Re: Colour gradient backgrounds.

From: Ernest Cline <ernestcline@mindspring.com>
Date: Sat, 15 May 2004 23:45:28 -0400
Message-ID: <410-22004501634528312@mindspring.com>
To: "Lachlan Hunt" <lachlan.hunt@iinet.net.au>, "W3C Style List" <www-style@w3.org>

> [Original Message]
> From: Lachlan Hunt <lachlan.hunt@iinet.net.au>
> LĂ©onie Watson wrote:
> >     SVG does present a workable alternative, but it still has minimal
> > support, which I think someone else already mentioned. SVG is
> > likely to take some time before it reaches critical mass in terms
> > of support and implementation, something css is already well in
> > advance of.
>    Lack of support for an existing standard, such as SVG, which can 
> already produce the desired effects, is no reason start filling in the 
> gaps in CSS, using new properties which will also take quite some
> time to get widely implemented.

Just to make it clear, the reason I have for wanting CSS gradients
is not as a stopgap until SVG is widely implemented, but as
something that would be useful even in environments where SVG
will never be implemented.  The only consideration my proposal
made with regard to SVG, was to make certain that its adoption
would not cause problems for SVG.  SVG largely ignores the box
model, my gradient proposal is dependent upon it.

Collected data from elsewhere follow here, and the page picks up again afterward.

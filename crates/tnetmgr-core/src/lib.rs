// # tnetmgr-core
//
// Core library for keeping a tailnet interface's IPv4 addresses in sync with
// a declared set.
//
// ## Architecture Overview
//
// - **Kernel**: Trait for the kernel networking boundary (links, addresses, events)
// - **Reconciler**: Diffs declared vs. live addresses and applies the minimal changes
// - **HookRunner**: Runs the configured up/down shell commands, best-effort
// - **TnetEngine**: Startup sync plus the event loop that drives the reconciler
//
// ## Design Principles
//
// 1. **Kernel is authoritative**: Addresses and links are re-read on every operation
// 2. **Event-Driven**: Address notifications arrive as an async stream
// 3. **Fail-fast on kernel errors, fail-soft on hooks**
// 4. **Library-First**: The daemon is a thin layer over this crate

pub mod classifier;
pub mod config;
pub mod engine;
pub mod error;
pub mod hooks;
pub mod reconciler;
pub mod traits;

// Re-export core types for convenience
pub use classifier::is_tailnet_address;
pub use config::{ManagedInterface, TnetConfig};
pub use engine::{EngineEvent, SkipReason, TnetEngine};
pub use error::{Error, Result};
pub use hooks::{HookPhase, HookRunner};
pub use reconciler::{Reconciler, SyncOutcome};
pub use traits::{AddressChangeEvent, AddressStream, Kernel, Link};
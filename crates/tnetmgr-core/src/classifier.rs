//! Tailnet address classification
//!
//! Tailscale assigns IPv4 addresses out of the CGNAT block `100.64.0.0/10`
//! (<https://tailscale.com/kb/1015/100.x-addresses>). Both the up/down state
//! and the event filter decide relevance through [`is_tailnet_address`].

use ipnet::Ipv4Net;
use std::net::Ipv4Addr;

/// Network address of the tailnet block, `100.64.0.0`.
pub const TAILNET_BASE: Ipv4Addr = Ipv4Addr::new(100, 64, 0, 0);

/// Prefix length of the tailnet block.
pub const TAILNET_PREFIX_LEN: u8 = 10;

const TAILNET_MASK: u32 = !(u32::MAX >> TAILNET_PREFIX_LEN);

/// Whether the address of `network` lies inside `100.64.0.0/10`.
///
/// Only the address part is inspected; the prefix length is irrelevant.
pub fn is_tailnet_address(network: &Ipv4Net) -> bool {
    in_tailnet(network.addr())
}

fn in_tailnet(addr: Ipv4Addr) -> bool {
    u32::from(addr) & TAILNET_MASK == u32::from(TAILNET_BASE)
}
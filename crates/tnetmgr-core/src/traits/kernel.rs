// # Kernel Trait
//
// Defines the kernel networking boundary: link lookup, IPv4 address table
// access, and the address-change notification stream.
//
// ## Implementations
//
// - Netlink-based (Linux): `tnetmgr-netlink` crate
// - In-memory test double: `tests/common` in this crate
//
// ## Usage
//
// ```rust,ignore
// use tnetmgr_core::Kernel;
// use tokio_stream::StreamExt;
//
// #[tokio::main]
// async fn main() -> anyhow::Result<()> {
//     let kernel = /* Kernel implementation */;
//
//     let link = kernel.link_by_name("tailscale0").await?;
//     for addr in kernel.list_addresses(&link).await? {
//         println!("{addr}");
//     }
//
//     let mut events = kernel.watch().await?;
//     while let Some(event) = events.next().await {
//         println!("address change: {:?}", event);
//     }
//
//     Ok(())
// }
// ```

use async_trait::async_trait;
use ipnet::Ipv4Net;
use std::pin::Pin;
use tokio_stream::Stream;

use crate::error::Result;

/// A kernel network interface, as resolved at one point in time
///
/// Links are never cached; resolve again before each operation.
#[derive(Debug, Clone, PartialEq, Eq)]
pub struct Link {
    /// Kernel-assigned interface index
    pub index: u32,
    /// Interface name (e.g. "tailscale0")
    pub name: String,
}

impl Link {
    pub fn new(index: u32, name: impl Into<String>) -> Self {
        Self {
            index,
            name: name.into(),
        }
    }
}

/// An IPv4 address was added to or removed from some link
#[derive(Debug, Clone, PartialEq, Eq)]
pub struct AddressChangeEvent {
    /// Index of the link the address belongs to
    pub link_index: u32,
    /// The address and its prefix length
    pub network: Ipv4Net,
    /// `true` for RTM_NEWADDR, `false` for RTM_DELADDR
    pub added: bool,
}

impl AddressChangeEvent {
    pub fn added(link_index: u32, network: Ipv4Net) -> Self {
        Self {
            link_index,
            network,
            added: true,
        }
    }

    pub fn removed(link_index: u32, network: Ipv4Net) -> Self {
        Self {
            link_index,
            network,
            added: false,
        }
    }
}

/// Stream of address-change notifications
///
/// Dropping the stream tears down the underlying subscription.
pub type AddressStream = Pin<Box<dyn Stream<Item = AddressChangeEvent> + Send + 'static>>;

/// Trait for the kernel networking boundary
///
/// All calls go to the kernel; implementations must not cache links or
/// address lists.
///
/// ## Errors
///
/// - Lookups of a missing link return [`crate::Error::NotFound`]
/// - Any other failure returns [`crate::Error::Kernel`]
#[async_trait]
pub trait Kernel: Send + Sync {
    /// Look up a link by interface name
    async fn link_by_name(&self, name: &str) -> Result<Link>;

    /// Look up a link by the index carried in notifications
    async fn link_by_index(&self, index: u32) -> Result<Link>;

    /// Whether a link with this name currently exists
    async fn link_exists(&self, name: &str) -> bool {
        self.link_by_name(name).await.is_ok()
    }

    /// List the IPv4 addresses currently bound to `link`
    async fn list_addresses(&self, link: &Link) -> Result<Vec<Ipv4Net>>;

    /// Bind `address` to `link`
    async fn add_address(&self, link: &Link, address: Ipv4Net) -> Result<()>;

    /// Remove `address` from `link`
    async fn delete_address(&self, link: &Link, address: Ipv4Net) -> Result<()>;

    /// Subscribe to IPv4 address changes on all links
    ///
    /// The stream runs until dropped. Events queue without bound until
    /// consumed.
    async fn watch(&self) -> Result<AddressStream>;
}
use std::fs;
use std::path::PathBuf;

use anyhow::{bail, Context, Result};
use clap::{Parser, ValueEnum};
use short_uuid::ShortUuid;
use tracing::info;

use cseed_gen::{generate_with_config, StrategyKind, SynthesisConfig};
use cseed_harness::logging::init_logging;

#[derive(Copy, Clone, Debug, ValueEnum)]
enum Strategy {
    /// Array-backed reads and writes
    Tree,
    /// File-backed reads and writes
    Flat,
}

impl From<Strategy> for StrategyKind {
    fn from(s: Strategy) -> Self {
        match s {
            Strategy::Tree => StrategyKind::Tree,
            Strategy::Flat => StrategyKind::Flat,
        }
    }
}

#[derive(Parser, Debug)]
#[command(name = "cseed-gen", version, about = "Synthesize C seed programs")]
struct Args {
    /// Output name; the program is written to `<NAME>.c`
    name: String,
    /// Number of functions, and the default statement budget per function
    size: usize,

    /// Path to .toml configuration for the synthesizer
    #[arg(short, long, value_name = "FILE")]
    config: Option<PathBuf>,
    /// Generation strategy
    #[arg(long, value_enum)]
    strategy: Option<Strategy>,
    /// Seed for reproducible output
    #[arg(long)]
    seed: Option<u64>,
    /// Statements per function body
    #[arg(long)]
    statements: Option<usize>,
    /// Number of programs to write; more than one adds a unique suffix
    #[arg(short = 'n', long, default_value = "1")]
    count: usize,
    /// Directory to write into
    #[arg(short, long, default_value = ".")]
    out_dir: PathBuf,
    /// Log level (trace, debug, info, warn, error)
    #[arg(short, long, default_value = "info")]
    log_level: String,
}

fn main() -> Result<()> {
    let cli = Args::parse();
    init_logging(&cli.log_level);

    let mut config = match cli.config {
        Some(ref path) => {
            let text = fs::read_to_string(path)
                .with_context(|| format!("failed to read config file {}", path.display()))?;
            SynthesisConfig::from_toml(&text)?
        }
        None => SynthesisConfig::default(),
    };
    config.functions = cli.size;
    if let Some(strategy) = cli.strategy {
        config.strategy = strategy.into();
    }
    if cli.seed.is_some() {
        config.seed = cli.seed;
    }
    if cli.statements.is_some() {
        config.statements = cli.statements;
    }

    if !cli.out_dir.is_dir() {
        bail!("Output directory {} doesn't exist!", cli.out_dir.display());
    }

    for k in 0..cli.count {
        let name = if cli.count == 1 {
            cli.name.clone()
        } else {
            format!("{}_{}", cli.name, ShortUuid::generate())
        };
        let program = generate_with_config(SynthesisConfig {
            seed: config.seed.map(|s| s.wrapping_add(k as u64)),
            ..config
        })?;
        let path = program.write_to(&cli.out_dir, &name)?;
        info!(path = %path.display(), aux_files = program.aux_files.len(), "wrote program");
    }
    Ok(())
}
use tracing_subscriber::EnvFilter;

/// Log to stderr, filtered by `RUST_LOG` or else by `level`. Stdout is left
/// for program output.
pub fn init_logging(level: &str) {
    let filter = EnvFilter::try_from_default_env().unwrap_or_else(|_| EnvFilter::new(level));
    tracing_subscriber::fmt()
        .with_env_filter(filter)
        .with_writer(std::io::stderr)
        .init();
}
use std::fmt;

use thiserror::Error;

/// What kind of registry entry a failed lookup was looking for.
#[derive(Clone, Copy, Debug, Eq, PartialEq)]
pub enum SymbolKind {
    Type,
    Operation,
    Variable,
    Function,
}

impl fmt::Display for SymbolKind {
    fn fmt(&self, f: &mut fmt::Formatter<'_>) -> fmt::Result {
        match self {
            SymbolKind::Type => f.write_str("type"),
            SymbolKind::Operation => f.write_str("operation"),
            SymbolKind::Variable => f.write_str("variable"),
            SymbolKind::Function => f.write_str("function"),
        }
    }
}

/// Fatal failures of a synthesis run. None of these are recoverable; the run
/// is abandoned and no program text is produced.
#[derive(Debug, Error)]
pub enum SynthesisError {
    #[error("unknown {kind} `{name}`")]
    UnknownSymbol { kind: SymbolKind, name: String },

    #[error("call to `{callee}` expects {expected} argument(s), got {found}")]
    ArityMismatch {
        callee: String,
        expected: usize,
        found: usize,
    },

    #[error("a program needs at least one function")]
    InvalidSize,

    #[error("function `{0}` was never given a body")]
    MissingBody(String),

    #[error("failed to parse synthesis config: {0}")]
    Config(#[from] toml::de::Error),

    #[error("I/O error: {0}")]
    Io(#[from] std::io::Error),
}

<snipped section by Lachlan about paralleling every background
 property with a corresponsing foreground property.>

It's not a bad idea in the abstract, but it suffers from one major
problem: property inheritance.  This problem isn't insurmountable,
as I had to face it for the foreground gradient property in my
proposal,  It's why the 'gradient' property  used the "auto" value
as a default value that caused a virtual inheritance of a gradient
from the closest ancestor that  had one defined.  One could
change 'color' to do something of the same sort, but it would be
awkward compared to actual inheritance and I'm not certain that
it would be 100% compatible in effect with how 'color' works now.
(I think it would, but I'm not certain.) The most likely area for
incompatibilities from a change in 'color' from real to virtual
inheritance would be in scripting.  It is also possible that to
achieve the desired effects of 'foreground-image', etc. one could
leave 'color' alone.  If that is possible, it would be desirable.

There is also a minor problem, in that 'color' would have multiple
shortcut properties ('font' and 'foreground') that would reference it,
a difficulty that so far has only affected border properties.

In short, both foreground gradients and foreground images are
something that could be done in CSS, but they are more
complicated than the background versions to implement
properly and achieving 100% similarity between how
backgrounds and foregrounds work is not achievable.